We conducted a concurrent mixed methods20 study with focus groups and surveys. Study procedures were approved by the University of Washington Institutional Review Board. We recruited from prostate cancer support groups in the Seattle metropolitan area from July to August 2018 for focus groups conducted at regularly scheduled support group meetings. Each focus group lasted for 60-90 minutes, was moderated by a team member and comprised 3 parts.

First, the moderated led group discussion on perceived benefits and barriers of walking. Participants wrote down ideas to the question “If you had a magic wand what is that one thing that would help you walk more”. The moderator collected these “magic wand” ideas marked on index cards and read examples aloud to ground group discussion on PA motivators and barriers. This discussion helped to establish and characterize user needs for digital PA programs.

Second, the facilitator introduced the design concept of a digital walking program that incorporated a fitness tracker (i.e., Fitbit) and a social media-based platform (i.e., Facebook) to increase step count. The features of the digital walking program were designed based on best practice and evidence-based recommendations13,14,21 to facilitate personalized goal tracking, feedback, and social support. We collected qualitative data on design features participants prefer across 4 sets of options presented through mock interfaces: content, PA feedback, group discussion, and teamwork (Figure 1).
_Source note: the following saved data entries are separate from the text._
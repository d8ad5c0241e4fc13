//! Resolver sessions.
//!
//! A [`Session`] owns all mutable resolver state: the scheme selections,
//! the current value, the cached output name, the name cache and the
//! canonicalization buffer. The dataset it reads is shared and immutable.
//!
//! # Examples
//!
//! ```
//! use swatch::Session;
//!
//! let mut session = Session::new();
//! session.activate_input_schemes("x11").unwrap();
//! session.select_output_scheme("x11").unwrap();
//!
//! session.resolve("Red").unwrap();
//! assert_eq!(session.rgba().unwrap().bytes(), [255, 0, 0, 255]);
//! assert_eq!(session.name().unwrap(), "red");
//! ```

use crate::builtin;
use crate::cache::{CacheStats, DEFAULT_CACHE_CAPACITY, NameCache};
use crate::dataset::{Dataset, ValueRef};
use crate::error::ResolveError;
use crate::scheme::{SchemeState, scheme_tokens};
use crate::space::Rgba;

/// One caller's resolver state over a shared dataset.
#[derive(Debug)]
pub struct Session<'d> {
    pub(crate) dataset: &'d Dataset,
    pub(crate) schemes: SchemeState,
    pub(crate) cache: NameCache,
    pub(crate) value: Option<ValueRef>,
    pub(crate) out_name: Option<usize>,
    pub(crate) canon: String,
}

impl Default for Session<'static> {
    fn default() -> Self {
        Self::new()
    }
}

impl Session<'static> {
    /// Create a session over the built-in palette with default settings.
    #[must_use]
    pub fn new() -> Self {
        Self::with_dataset(builtin::dataset())
    }

    /// Configure a session.
    #[must_use]
    pub fn builder() -> SessionBuilder<'static> {
        SessionBuilder::new()
    }
}

impl<'d> Session<'d> {
    /// Create a session over `dataset` with default settings.
    #[must_use]
    pub fn with_dataset(dataset: &'d Dataset) -> Self {
        Self {
            dataset,
            schemes: SchemeState::default(),
            cache: NameCache::new(DEFAULT_CACHE_CAPACITY),
            value: None,
            out_name: None,
            canon: String::new(),
        }
    }

    /// The dataset this session resolves against.
    #[must_use]
    pub const fn dataset(&self) -> &'d Dataset {
        self.dataset
    }

    /// Current scheme selections.
    #[must_use]
    pub const fn schemes(&self) -> &SchemeState {
        &self.schemes
    }

    /// Name cache hit and miss counters.
    #[must_use]
    pub const fn cache_stats(&self) -> CacheStats {
        self.cache.stats()
    }

    /// The current value, if one has been resolved or defaulted.
    #[must_use]
    pub const fn value(&self) -> Option<ValueRef> {
        self.value
    }

    /// Activate one more input scheme.
    ///
    /// The first scheme activated into an empty selection establishes the
    /// session default; if no value is current yet it becomes current.
    ///
    /// # Errors
    ///
    /// Returns [`ResolveError::SchemeUnknown`] if `name` is in neither
    /// scheme table.
    pub fn activate_input_scheme(&mut self, name: &str) -> Result<(), ResolveError> {
        self.schemes.activate(self.dataset, name)?;
        self.out_name = None;
        if self.value.is_none()
            && let Some(default) = self.schemes.default_value()
        {
            self.set_value(default);
        }
        Ok(())
    }

    /// Replace the input selection with a list of schemes.
    ///
    /// The list is split on spaces, tabs and commas. Input and output
    /// selections are cleared first; the name cache is kept. Tokens are
    /// activated left to right and the first unknown token stops
    /// processing, leaving earlier tokens active.
    ///
    /// # Errors
    ///
    /// Returns [`ResolveError::SchemeUnknown`] for the first unknown token.
    pub fn activate_input_schemes(&mut self, list: &str) -> Result<(), ResolveError> {
        self.schemes.clear();
        self.out_name = None;
        for token in scheme_tokens(list) {
            self.activate_input_scheme(token)?;
        }
        Ok(())
    }

    /// Select the output scheme by name.
    ///
    /// The cached output name is dropped only if the selection changes.
    ///
    /// # Errors
    ///
    /// Returns [`ResolveError::SchemeUnknown`] if `name` is in neither
    /// scheme table.
    pub fn select_output_scheme(&mut self, name: &str) -> Result<(), ResolveError> {
        if self.schemes.select_output(self.dataset, name)? {
            self.out_name = None;
        }
        Ok(())
    }

    /// The recorded session default value.
    #[must_use]
    pub const fn session_default_value(&self) -> Option<ValueRef> {
        self.schemes.default_value()
    }

    /// Make the session default the current value.
    ///
    /// # Errors
    ///
    /// Returns [`ResolveError::SchemeUnknown`] if no scheme has ever
    /// established a default.
    pub fn reset_to_default(&mut self) -> Result<(), ResolveError> {
        let default = self
            .schemes
            .default_value()
            .ok_or_else(|| ResolveError::SchemeUnknown(String::new()))?;
        self.set_value(default);
        Ok(())
    }

    /// Make `value` current, dropping the cached output name if it changed.
    pub(crate) fn set_value(&mut self, value: ValueRef) {
        if self.value != Some(value) {
            self.value = Some(value);
            self.out_name = None;
        }
    }

    fn current(&self) -> Result<ValueRef, ResolveError> {
        self.value
            .ok_or_else(|| ResolveError::ColorUnknown(String::new()))
    }

    /// The current value as quantized channels.
    ///
    /// # Errors
    ///
    /// Returns [`ResolveError::ColorUnknown`] if no value is current.
    pub fn rgba(&self) -> Result<Rgba, ResolveError> {
        Ok(self.dataset.rgba(self.current()?))
    }

    /// The current value as normalized channels.
    ///
    /// # Errors
    ///
    /// Returns [`ResolveError::ColorUnknown`] if no value is current.
    pub fn rgba_f64(&self) -> Result<[f64; 4], ResolveError> {
        Ok(self.rgba()?.normalized())
    }

    /// The current value as HSV plus alpha.
    ///
    /// # Errors
    ///
    /// Returns [`ResolveError::ColorUnknown`] if no value is current.
    pub fn hsva(&self) -> Result<[f64; 4], ResolveError> {
        Ok(self.rgba()?.to_hsva())
    }

    /// The current value as CMYK.
    ///
    /// # Errors
    ///
    /// Returns [`ResolveError::ColorUnknown`] if no value is current.
    pub fn cmyk(&self) -> Result<[f64; 4], ResolveError> {
        Ok(self.rgba()?.to_cmyk())
    }
}

/// Builder for [`Session`].
#[derive(Debug, Clone)]
pub struct SessionBuilder<'d> {
    dataset: &'d Dataset,
    cache_capacity: usize,
    schemes: Option<String>,
    output: Option<String>,
}

impl Default for SessionBuilder<'static> {
    fn default() -> Self {
        Self::new()
    }
}

impl SessionBuilder<'static> {
    /// Start from the built-in palette and default settings.
    #[must_use]
    pub fn new() -> Self {
        Self {
            dataset: builtin::dataset(),
            cache_capacity: DEFAULT_CACHE_CAPACITY,
            schemes: None,
            output: None,
        }
    }
}

impl<'d> SessionBuilder<'d> {
    /// Resolve against a different dataset.
    #[must_use]
    pub fn dataset<'e>(self, dataset: &'e Dataset) -> SessionBuilder<'e> {
        SessionBuilder {
            dataset,
            cache_capacity: self.cache_capacity,
            schemes: self.schemes,
            output: self.output,
        }
    }

    /// Set the name cache capacity. Zero is treated as one.
    #[must_use]
    pub fn cache_capacity(mut self, capacity: usize) -> Self {
        self.cache_capacity = capacity;
        self
    }

    /// Input schemes to activate on build.
    #[must_use]
    pub fn schemes(mut self, list: &str) -> Self {
        self.schemes = Some(list.to_string());
        self
    }

    /// Output scheme to select on build.
    #[must_use]
    pub fn output(mut self, name: &str) -> Self {
        self.output = Some(name.to_string());
        self
    }

    /// Create the session.
    ///
    /// # Errors
    ///
    /// Returns [`ResolveError::SchemeUnknown`] if a configured scheme is
    /// unknown.
    pub fn build(self) -> Result<Session<'d>, ResolveError> {
        let mut session = Session::with_dataset(self.dataset);
        session.cache = NameCache::new(self.cache_capacity);
        if let Some(list) = &self.schemes {
            session.activate_input_schemes(list)?;
        }
        if let Some(name) = &self.output {
            session.select_output_scheme(name)?;
        }
        Ok(session)
    }
}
Participants discussed likes and dislikes about these feature and ways each could be improved.

Figure 1.

Figure 1.

Mock interfaces for design features: A) Content, B) PA feedback, C) group discussion, and d) teamwork

Third, after the focus group, participants completed an optional exit survey to report participant characteristics (i.e., demographics, technology experience), interest in improving PA (not at all interested, somewhat interested, very interested), and importance of each design feature (not important, less important, more important, most important).

Data analysis

Focus group sessions were audio recorded and transcribed for qualitative analysis. Two members of the research team took notes during each session to supplement transcripts. We deductively coded this data with a high-level a priori coding schema: PA motivators, PA barriers, and preferences for each of the 4 features (i.e., content, PA feedback, group discussion, and teamwork). A team member (SS) analyzed transcripts using the coding schema in Dedoose22. The researchers (AL and SS) met during the coding process to discuss sub-codes and refine coding categories.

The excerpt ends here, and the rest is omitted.